### What you will do
Every line of the records below from the line with "impl LinearSolver<SparseMatrix, Vec<f64>>" up to and including the line with "LuSolver::new().solve(&SparseMatrix::new(n).unwrap(), &b, &mut" must be reproduced exactly, and no line outside that range.

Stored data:
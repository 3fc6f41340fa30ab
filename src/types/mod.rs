//! Core value types shared by every computation.
//!
//! - [`outcome`]: Two-channel settled outcome (`Rejected` / `Resolved`)
//! - [`continuation`]: Shareable unary callbacks carrying a settled value

pub mod continuation;
pub mod outcome;

pub use continuation::Continuation;
pub use outcome::Outcome;
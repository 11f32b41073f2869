//! spjacobi: Jacobi iteration over dense and coordinate-sparse matrices
//!
//! Both storage backends implement the same `MatrixView` contract. The solver
//! runs a generic index sweep over any view, and a sweep over stored non-zeros
//! when the backend is known to be sparse.

pub mod config;
pub mod context;
pub mod core;
pub mod error;
pub mod matrix;
pub mod solver;
pub mod utils;

// Re-exports for convenience
pub use config::*;
pub use context::*;
pub use crate::core::*;
pub use error::*;
pub use matrix::*;
pub use solver::*;
pub use utils::*;

// Re-export SolveStats at the crate root for convenience
pub use utils::convergence::SolveStats;
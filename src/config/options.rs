//! Command-line or API options for a solve.
//!
//! `SolveOptions` selects the storage backend, the system size, the sweep
//! budget, and the optional early-exit tolerance. The defaults reproduce the
//! demonstration run: dense backend, `n = 6`, 20 sweeps, no tolerance.

use crate::error::JError;
use crate::matrix::BackendKind;
use crate::solver::{JacobiFlags, JacobiSolver};

/// Backend & iteration parameters.
#[derive(Debug, Clone, PartialEq)]
pub struct SolveOptions {
    /// Storage backend (dense, sparse)
    pub backend: BackendKind,

    /// Number of unknowns
    pub n: usize,

    /// Sweep budget
    pub iterations: usize,

    /// Early-exit threshold on the max-norm update
    pub tol: Option<f64>,

    pub flags: JacobiFlags,
}

impl Default for SolveOptions {
    fn default() -> Self {
        Self {
            backend: BackendKind::Dense,
            n: 6,
            iterations: 20,
            tol: None,
            flags: JacobiFlags::empty(),
        }
    }
}

impl SolveOptions {
    pub fn new(backend: BackendKind, n: usize, iterations: usize) -> Self {
        Self { backend, n, iterations, ..Self::default() }
    }

    pub fn validate(&self) -> Result<(), JError> {
        if self.n == 0 {
            return Err(JError::InvalidDimension(self.n));
        }
        Ok(())
    }

    /// Solver configured from these options.
    pub fn solver(&self) -> JacobiSolver {
        let solver = JacobiSolver::new(self.iterations).with_flags(self.flags);
        match self.tol {
            Some(tol) => solver.with_tol(tol),
            None => solver,
        }
    }
}
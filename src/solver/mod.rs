//! Stationary & direct solver interfaces.

use crate::utils::convergence::SolveStats;

/// Common interface for iterative solvers.
pub trait LinearSolver<M, V> {
    type Error;
    /// Solve A·x = b, writing result into `x`.
    /// Returns iteration stats (including convergence info).
    fn solve(
        &mut self,
        a: &M,
        b: &V,
        x: &mut V,
    ) -> Result<SolveStats<<Self as LinearSolver<M, V>>::Scalar>, Self::Error>;
    type Scalar: Copy + PartialOrd + From<f64>;
}

pub mod jacobi;
pub use jacobi::{JacobiFlags, JacobiSolver};

pub mod direct_lu;
pub use direct_lu::LuSolver;
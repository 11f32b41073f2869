//! Jacobi solver scenarios: the n = 6 demonstration system, boundary and error
//! cases, and comparisons against a direct solve and a random-walk estimate.

use approx::{assert_abs_diff_eq, assert_relative_eq};
use rand::SeedableRng;
use rand::rngs::StdRng;
use spjacobi::core::wrappers::residual_norm_inf;
use spjacobi::error::JError;
use spjacobi::matrix::{DenseMatrix, SparseMatrix};
use spjacobi::solver::{JacobiFlags, JacobiSolver, LinearSolver, LuSolver};
use spjacobi::utils::random_walk::simulate_walk;
use spjacobi::utils::system::{exact_path_solution, unit_rhs};

/// 20 sweeps on the n = 6 system from zero. Every value is a dyadic fraction,
/// so the result is exact and pinned as a regression baseline.
#[test]
fn demo_system_baseline() {
    let n = 6;
    let m = DenseMatrix::new(n).unwrap();
    let b = unit_rhs(n).unwrap();
    let mut x = vec![0.0; n];
    let stats = JacobiSolver::new(20).solve(&m, &b, &mut x).unwrap();
    assert_eq!(stats.iterations, 20);
    assert!(!stats.converged);
    assert_eq!(
        x,
        vec![
            1.0,
            0.7942295074462891,
            0.5884590148925781,
            0.39066314697265625,
            0.19286727905273438,
            0.0
        ]
    );
    let r = residual_norm_inf(&m, &x, &b).unwrap();
    assert_relative_eq!(r, 0.003987312316894531, epsilon = 1e-15);
}

/// The residual keeps shrinking; the demo system drops below 1e-3 by sweep 27.
#[test]
fn demo_system_residual_decreases() {
    let n = 6;
    let m = SparseMatrix::new(n).unwrap();
    let b = unit_rhs(n).unwrap();
    let mut x = vec![0.0; n];
    let stats = JacobiSolver::new(30)
        .with_flags(JacobiFlags::MONITOR_RESIDUAL)
        .solve(&m, &b, &mut x)
        .unwrap();
    assert!(stats.history[19] < 5e-3);
    assert!(stats.history[26] < 1e-3);
    assert!(stats.history.windows(2).skip(2).all(|w| w[1] <= w[0]));
}

/// n = 1: the single identity equation is solved by the first sweep.
#[test]
fn single_unknown() {
    for k in [1, 2, 10] {
        let mut x = vec![0.0];
        JacobiSolver::new(k).solve(&DenseMatrix::new(1).unwrap(), &vec![1.0], &mut x).unwrap();
        assert_eq!(x, vec![1.0]);
    }
}

/// A right-hand side of the wrong length fails before any sweep.
#[test]
fn rhs_length_mismatch() {
    let m = DenseMatrix::new(6).unwrap();
    let mut x = vec![0.0; 6];
    let err = JacobiSolver::new(20)
        .with_flags(JacobiFlags::MONITOR_RESIDUAL)
        .solve(&m, &vec![1.0, 0.0, 0.0, 0.0, 0.0], &mut x)
        .unwrap_err();
    assert_eq!(err, JError::DimensionMismatch { what: "b", expected: 6, found: 5 });
    assert_eq!(x, vec![0.0; 6]);
}

/// A guess of the wrong length fails the same way on the sparse path.
#[test]
fn guess_length_mismatch() {
    let m = SparseMatrix::new(6).unwrap();
    let mut x = vec![0.0; 7];
    let err = JacobiSolver::new(20).solve(&m, &unit_rhs(6).unwrap(), &mut x).unwrap_err();
    assert!(matches!(err, JError::DimensionMismatch { what: "x", expected: 6, found: 7 }));
}

/// Lengths are validated before the diagonal scan, so a short rhs against an
/// empty sparse matrix reports the mismatch rather than a zero diagonal.
#[test]
fn sparse_length_checked_before_diagonal() {
    let m = SparseMatrix::empty(6).unwrap();
    let mut x = vec![0.0; 6];
    let err = JacobiSolver::new(20).solve_sparse(&m, &[1.0; 5], &mut x).unwrap_err();
    assert!(matches!(err, JError::DimensionMismatch { what: "b", expected: 6, found: 5 }));

    let mut long = vec![0.0; 7];
    let err = JacobiSolver::new(20).solve_sparse(&m, &[1.0; 6], &mut long).unwrap_err();
    assert!(matches!(err, JError::DimensionMismatch { what: "x", expected: 6, found: 7 }));
}

/// Skipping initialization leaves an all-zero matrix; the first divide fails at row 0.
#[test]
fn uninitialized_matrix_is_singular() {
    let m = DenseMatrix::zeros(6).unwrap();
    let mut x = vec![0.0; 6];
    let err = JacobiSolver::new(20).solve(&m, &unit_rhs(6).unwrap(), &mut x).unwrap_err();
    assert_eq!(err, JError::SingularDiagonal(0));

    let s = SparseMatrix::empty(6).unwrap();
    let err = JacobiSolver::new(20).solve(&s, &unit_rhs(6).unwrap(), &mut x).unwrap_err();
    assert_eq!(err, JError::SingularDiagonal(0));
}

/// With a generous budget the iterate matches a direct LU solve of the same system.
#[test]
fn converged_iterate_matches_direct_lu() {
    let n = 10;
    let m = DenseMatrix::new(n).unwrap();
    let b = unit_rhs(n).unwrap();
    let mut x = vec![0.0; n];
    let stats = JacobiSolver::new(5000).with_tol(1e-13).solve(&m, &b, &mut x).unwrap();
    assert!(stats.converged);

    let mut x_direct = vec![0.0; n];
    let direct = LuSolver::new().solve(&m, &b, &mut x_direct).unwrap();
    assert_eq!(direct.iterations, 1);
    for i in 0..n {
        assert_abs_diff_eq!(x[i], x_direct[i], epsilon = 1e-10);
    }
}

/// The closed-form absorption probabilities, a long sparse run, and a
/// seeded random-walk estimate all agree.
#[test]
fn matches_random_walk_estimate() {
    let n = 7;
    let s = SparseMatrix::new(n).unwrap();
    let b = unit_rhs(n).unwrap();
    let mut x = vec![0.0; n];
    JacobiSolver::new(2000).solve(&s, &b, &mut x).unwrap();
    let exact = exact_path_solution(n).unwrap();
    assert_relative_eq!(x.as_slice(), exact.as_slice(), epsilon = 1e-12);

    let mut rng = StdRng::seed_from_u64(42);
    let p = simulate_walk(n, 2, 20_000, &mut rng).unwrap();
    assert!((p - x[2]).abs() < 0.02, "walk estimate {} vs jacobi {}", p, x[2]);
}
//! Core linear-algebra traits for spjacobi.

use crate::error::JError;

/// Read/write access to a logical `n × n` grid of `f64` values.
///
/// Both storage backends satisfy the same contract: an in-range `get` returns
/// the last value written with `set`, or `0.0` if the cell was never written.
/// Out-of-range access fails with [`JError::IndexOutOfRange`].
pub trait MatrixView {
    /// Dimension `n` of the square matrix.
    fn size(&self) -> usize;

    /// Logical value at `(i, j)`.
    fn get(&self, i: usize, j: usize) -> Result<f64, JError>;

    /// Overwrite the logical value at `(i, j)`.
    fn set(&mut self, i: usize, j: usize, x: f64) -> Result<(), JError>;

    /// Populate with the boundary-identity tridiagonal pattern.
    ///
    /// Idempotent: every write is an unconditional overwrite.
    fn initialize(&mut self) -> Result<(), JError> {
        crate::utils::system::fill_path_system(self)
    }

    /// Fails with `IndexOutOfRange` unless `(i, j)` lies in `[0, n) × [0, n)`.
    fn check_index(&self, i: usize, j: usize) -> Result<(), JError> {
        let size = self.size();
        if i < size && j < size {
            Ok(())
        } else {
            Err(JError::IndexOutOfRange { row: i, col: j, size })
        }
    }
}

/// Matrix–vector product: y ← A x.
pub trait MatVec<V> {
    /// Compute y = A · x.
    fn matvec(&self, x: &V, y: &mut V);
}
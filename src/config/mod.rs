//! Configuration for solves built from the command line or through the API.

pub mod options;
pub use options::SolveOptions;
//! Matrix-vector products for both backends plus small vector reductions.
//!
//! The products follow the usual `y = A * x` convention and assert on length
//! mismatches; the fallible helpers below check lengths first and report
//! [`JError::DimensionMismatch`] instead.

use crate::core::traits::{MatVec, MatrixView};
use crate::error::JError;
use crate::matrix::{Backend, DenseMatrix, SparseMatrix};
use num_traits::Float;

/// Dense product over the Faer storage.
impl MatVec<Vec<f64>> for DenseMatrix {
    fn matvec(&self, x: &Vec<f64>, y: &mut Vec<f64>) {
        let a = self.as_faer();
        assert_eq!(a.nrows(), y.len(), "Output vector y has incorrect length");
        assert_eq!(a.ncols(), x.len(), "Input vector x has incorrect length");
        for i in 0..a.nrows() {
            y[i] = 0.0;
            for j in 0..a.ncols() {
                y[i] += a[(i, j)] * x[j];
            }
        }
    }
}

/// Sparse product visiting stored entries only.
impl MatVec<Vec<f64>> for SparseMatrix {
    fn matvec(&self, x: &Vec<f64>, y: &mut Vec<f64>) {
        assert_eq!(self.size(), y.len(), "Output vector y has incorrect length");
        assert_eq!(self.size(), x.len(), "Input vector x has incorrect length");
        y.iter_mut().for_each(|yi| *yi = 0.0);
        for (i, j, v) in self.entries() {
            y[i] += v * x[j];
        }
    }
}

impl MatVec<Vec<f64>> for Backend {
    fn matvec(&self, x: &Vec<f64>, y: &mut Vec<f64>) {
        match self {
            Backend::Dense(m) => m.matvec(x, y),
            Backend::Sparse(m) => m.matvec(x, y),
        }
    }
}

/// Sum of all entries (the CLI checksum).
pub fn sum<T: Float>(x: &[T]) -> T {
    x.iter().fold(T::zero(), |acc, &v| acc + v)
}

/// Largest absolute entry; zero for an empty slice.
pub fn norm_inf<T: Float>(x: &[T]) -> T {
    x.iter().fold(T::zero(), |acc, &v| acc.max(v.abs()))
}

/// Largest absolute entry of `a - b`.
pub(crate) fn diff_norm_inf<T: Float>(a: &[T], b: &[T]) -> T {
    a.iter()
        .zip(b)
        .fold(T::zero(), |acc, (&u, &v)| acc.max((u - v).abs()))
}

/// Residual vector `A·x - b`.
pub fn residual<M>(a: &M, x: &[f64], b: &[f64]) -> Result<Vec<f64>, JError>
where
    M: MatrixView + MatVec<Vec<f64>> + ?Sized,
{
    let n = a.size();
    check_len("x", n, x.len())?;
    check_len("b", n, b.len())?;
    let mut r = vec![0.0; n];
    a.matvec(&x.to_vec(), &mut r);
    for (ri, bi) in r.iter_mut().zip(b) {
        *ri -= bi;
    }
    Ok(r)
}

/// `‖A·x - b‖∞`.
pub fn residual_norm_inf<M>(a: &M, x: &[f64], b: &[f64]) -> Result<f64, JError>
where
    M: MatrixView + MatVec<Vec<f64>> + ?Sized,
{
    Ok(norm_inf(&residual(a, x, b)?))
}

pub(crate) fn check_len(what: &'static str, expected: usize, found: usize) -> Result<(), JError> {
    if expected == found {
        Ok(())
    } else {
        Err(JError::DimensionMismatch { what, expected, found })
    }
}
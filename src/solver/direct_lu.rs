//! Direct dense solve using Faer: LU with full pivoting.
//!
//! Used as the reference answer the Jacobi iterate is measured against. The
//! sparse backend is materialized to dense first, so this is only meant for
//! small and medium systems.
//!
//! # References
//! - Faer documentation: https://github.com/sarah-ek/faer-rs
//! - Golub & Van Loan, Matrix Computations

use faer::linalg::solvers::{FullPivLu, SolveCore};
use faer::{Conj, MatMut};
use tracing::{debug, warn};

use crate::core::traits::MatrixView;
use crate::core::wrappers::check_len;
use crate::error::JError;
use crate::matrix::{Backend, DenseMatrix, SparseMatrix};
use crate::solver::LinearSolver;
use crate::utils::convergence::SolveStats;

/// LU solver using full pivoting from Faer.
///
/// Stores the LU factorization for reuse.
pub struct LuSolver {
    /// Cached LU factorization (if computed)
    factor: Option<FullPivLu<f64>>,
}

impl LuSolver {
    /// Create a new LU solver (no factorization yet).
    pub fn new() -> Self {
        LuSolver { factor: None }
    }

    /// Factorize `a`, replacing any cached factor.
    pub fn factorize(&mut self, a: &DenseMatrix) {
        debug!(n = a.size(), "lu factorize");
        self.factor = Some(FullPivLu::new(a.as_faer()));
    }

    /// Solve with the cached factorization, writing the result into `x`.
    ///
    /// Fails with `Unsupported` before any factorization, and with
    /// `SingularMatrix` if the solve produced a non-finite entry.
    pub fn solve_cached(&self, b: &[f64], x: &mut [f64]) -> Result<(), JError> {
        let factor = self
            .factor
            .as_ref()
            .ok_or(JError::Unsupported("LuSolver: solve_cached called before factorization"))?;
        let n = b.len();
        check_len("x", n, x.len())?;
        x.copy_from_slice(b);
        let x_mat = MatMut::from_column_major_slice_mut(x, n, 1);
        factor.solve_in_place_with_conj(Conj::No, x_mat);
        if x.iter().any(|v| !v.is_finite()) {
            warn!("lu: non-finite solution");
            return Err(JError::SingularMatrix);
        }
        Ok(())
    }

    fn solve_dense(&mut self, a: &DenseMatrix, b: &[f64], x: &mut [f64]) -> Result<SolveStats<f64>, JError> {
        let n = a.size();
        check_len("b", n, b.len())?;
        check_len("x", n, x.len())?;
        self.factorize(a);
        // keep the caller's x untouched on failure
        let mut out = vec![0.0; n];
        self.solve_cached(b, &mut out)?;
        x.copy_from_slice(&out);
        // direct solve: one step, always converged
        Ok(SolveStats { iterations: 1, final_update: 0.0, converged: true, history: Vec::new() })
    }
}

impl Default for LuSolver {
    fn default() -> Self {
        Self::new()
    }
}

impl LinearSolver<DenseMatrix, Vec<f64>> for LuSolver {
    type Error = JError;
    type Scalar = f64;

    fn solve(&mut self, a: &DenseMatrix, b: &Vec<f64>, x: &mut Vec<f64>) -> Result<SolveStats<f64>, JError> {
        self.solve_dense(a, b, x)
    }
}

impl LinearSolver<SparseMatrix, Vec<f64>> for LuSolver {
    type Error = JError;
    type Scalar = f64;

    fn solve(&mut self, a: &SparseMatrix, b: &Vec<f64>, x: &mut Vec<f64>) -> Result<SolveStats<f64>, JError> {
        self.solve_dense(&a.to_dense()?, b, x)
    }
}

impl LinearSolver<Backend, Vec<f64>> for LuSolver {
    type Error = JError;
    type Scalar = f64;

    fn solve(&mut self, a: &Backend, b: &Vec<f64>, x: &mut Vec<f64>) -> Result<SolveStats<f64>, JError> {
        match a {
            Backend::Dense(m) => self.solve(m, b, x),
            Backend::Sparse(m) => self.solve(m, b, x),
        }
    }
}

#[cfg(test)]
mod tests {
    use super::*;
    use crate::utils::system::{exact_path_solution, unit_rhs};
    use approx::assert_abs_diff_eq;

    #[test]
    fn lu_solves_path_system() {
        let n = 9;
        let a = DenseMatrix::new(n).unwrap();
        let mut x = vec![0.0; n];
        let stats = LuSolver::new().solve(&a, &unit_rhs(n).unwrap(), &mut x).unwrap();
        assert!(stats.converged);
        assert_eq!(stats.iterations, 1);
        let exact = exact_path_solution(n).unwrap();
        for i in 0..n {
            assert_abs_diff_eq!(x[i], exact[i], epsilon = 1e-12);
        }
    }

    #[test]
    fn sparse_goes_through_dense() {
        let n = 6;
        let mut xs = vec![0.0; n];
        let mut xd = vec![0.0; n];
        let b = unit_rhs(n).unwrap();
        LuSolver::new().solve(&SparseMatrix::new(n).unwrap(), &b, &mut xs).unwrap();
        LuSolver::new().solve(&DenseMatrix::new(n).unwrap(), &b, &mut xd).unwrap();
        assert_eq!(xs, xd);
    }

    #[test]
    fn cached_solve_requires_factor() {
        let lu = LuSolver::new();
        let mut x = vec![0.0; 2];
        assert!(matches!(lu.solve_cached(&[1.0, 0.0], &mut x), Err(JError::Unsupported(_))));
    }

    #[test]
    fn singular_matrix_is_reported() {
        let a = DenseMatrix::zeros(3).unwrap();
        let mut x = vec![7.0; 3];
        let err = LuSolver::new().solve(&a, &vec![1.0, 0.0, 0.0], &mut x).unwrap_err();
        assert_eq!(err, JError::SingularMatrix);
        assert_eq!(x, vec![7.0; 3]);
    }

    #[test]
    fn length_mismatch_before_factorizing() {
        let a = DenseMatrix::new(4).unwrap();
        let mut x = vec![0.0; 4];
        let err = LuSolver::new().solve(&a, &vec![1.0; 3], &mut x).unwrap_err();
        assert_eq!(err, JError::DimensionMismatch { what: "b", expected: 4, found: 3 });
    }
}
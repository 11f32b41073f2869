use clap::error::ErrorKind;
use clap::{ArgAction, Parser};
use spjacobi::{
    BackendKind, DenseMatrix, JError, SolveContext, SolveOptions, SparseMatrix, format_vector,
    unit_rhs,
};
use tracing_subscriber::EnvFilter;

#[derive(Parser, Debug)]
#[command(name = "jacobi", version, about = "Jacobi iteration on dense or sparse storage")]
struct Cli {
    /// Storage backend: dense (or normal) | sparse
    backend: Option<String>,

    /// Size of the linear system
    n: Option<usize>,

    /// Stop early once no entry changes by this much in a sweep
    #[arg(long)]
    tol: Option<f64>,

    /// Increase log verbosity (-v, -vv)
    #[arg(short = 'v', long = "verbose", action = ArgAction::Count)]
    verbose: u8,
}

const DEMO_SIZE: usize = 6;
const DEMO_SWEEPS: usize = 20;
const CHECKSUM_SWEEPS: usize = 100;

fn print_usage() {
    println!("usage:");
    println!("jacobi sparse <size of linear system>");
    println!("or:");
    println!("jacobi dense <size of linear system>");
    println!("like:");
    println!("jacobi sparse 12000");
}

fn init_tracing(verbose: u8) {
    let level = match verbose {
        0 => "warn",
        1 => "info",
        _ => "debug",
    };
    let filter = EnvFilter::try_from_default_env().unwrap_or_else(|_| EnvFilter::new(level));
    let _ = tracing_subscriber::fmt()
        .with_env_filter(filter)
        .with_writer(std::io::stderr)
        .try_init();
}

/// Print both backends' matrices and solutions for the small demo system.
fn demo(tol: Option<f64>) -> Result<(), JError> {
    let opts = SolveOptions { tol, ..SolveOptions::new(BackendKind::Dense, DEMO_SIZE, DEMO_SWEEPS) };
    let solver = opts.solver();
    let b = unit_rhs(DEMO_SIZE)?;

    let m = DenseMatrix::new(DEMO_SIZE)?;
    print!("{m}");
    println!("{}", format_vector(&b));
    let mut x1 = vec![0.0; DEMO_SIZE];
    println!();
    println!("{}", format_vector(&x1));
    println!();
    solver.solve_view(&m, &b, &mut x1)?;
    println!();
    println!("{}", format_vector(&x1));

    let s = SparseMatrix::new(DEMO_SIZE)?;
    let mut x2 = vec![0.0; DEMO_SIZE];
    print!("{s}");
    solver.solve_sparse(&s, &b, &mut x2)?;
    println!("{}", format_vector(&x2));
    Ok(())
}

fn checksum(backend: BackendKind, n: usize, tol: Option<f64>) -> Result<(), JError> {
    let opts = SolveOptions { tol, ..SolveOptions::new(backend, n, CHECKSUM_SWEEPS) };
    let out = SolveContext::new(opts)?.run()?;
    println!("{}", out.sum);
    Ok(())
}

fn main() {
    let cli = match Cli::try_parse() {
        Ok(cli) => cli,
        Err(err) => {
            match err.kind() {
                ErrorKind::DisplayHelp | ErrorKind::DisplayVersion => {
                    let _ = err.print();
                }
                _ => print_usage(),
            }
            return;
        }
    };
    init_tracing(cli.verbose);

    let result = match (cli.backend.as_deref(), cli.n) {
        (None, None) => demo(cli.tol),
        (Some(name), Some(n)) => match name.parse::<BackendKind>() {
            Ok(kind) => checksum(kind, n, cli.tol),
            Err(_) => {
                print_usage();
                Ok(())
            }
        },
        _ => {
            print_usage();
            Ok(())
        }
    };
    if let Err(e) = result {
        eprintln!("error: {e}");
    }
}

### Problem solution
impl LinearSolver<SparseMatrix, Vec<f64>> for LuSolver {
    type Error = JError;
    type Scalar = f64;

    fn solve(&mut self, a: &SparseMatrix, b: &Vec<f64>, x: &mut Vec<f64>) -> Result<SolveStats<f64>, JError> {
        self.solve_dense(&a.to_dense()?, b, x)
    }
}

impl LinearSolver<Backend, Vec<f64>> for LuSolver {
    type Error = JError;
    type Scalar = f64;

    fn solve(&mut self, a: &Backend, b: &Vec<f64>, x: &mut Vec<f64>) -> Result<SolveStats<f64>, JError> {
        match a {
            Backend::Dense(m) => self.solve(m, b, x),
            Backend::Sparse(m) => self.solve(m, b, x),
        }
    }
}

#[cfg(test)]
mod tests {
    use super::*;
    use crate::utils::system::{exact_path_solution, unit_rhs};
    use approx::assert_abs_diff_eq;

    #[test]
    fn lu_solves_path_system() {
        let n = 9;
        let a = DenseMatrix::new(n).unwrap();
        let mut x = vec![0.0; n];
        let stats = LuSolver::new().solve(&a, &unit_rhs(n).unwrap(), &mut x).unwrap();
        assert!(stats.converged);
        assert_eq!(stats.iterations, 1);
        let exact = exact_path_solution(n).unwrap();
        for i in 0..n {
            assert_abs_diff_eq!(x[i], exact[i], epsilon = 1e-12);
        }
    }

    #[test]
    fn sparse_goes_through_dense() {
        let n = 6;
        let mut xs = vec![0.0; n];
        let mut xd = vec![0.0; n];
        let b = unit_rhs(n).unwrap();
        LuSolver::new().solve(&SparseMatrix::new(n).unwrap(), &b, &mut xs).unwrap();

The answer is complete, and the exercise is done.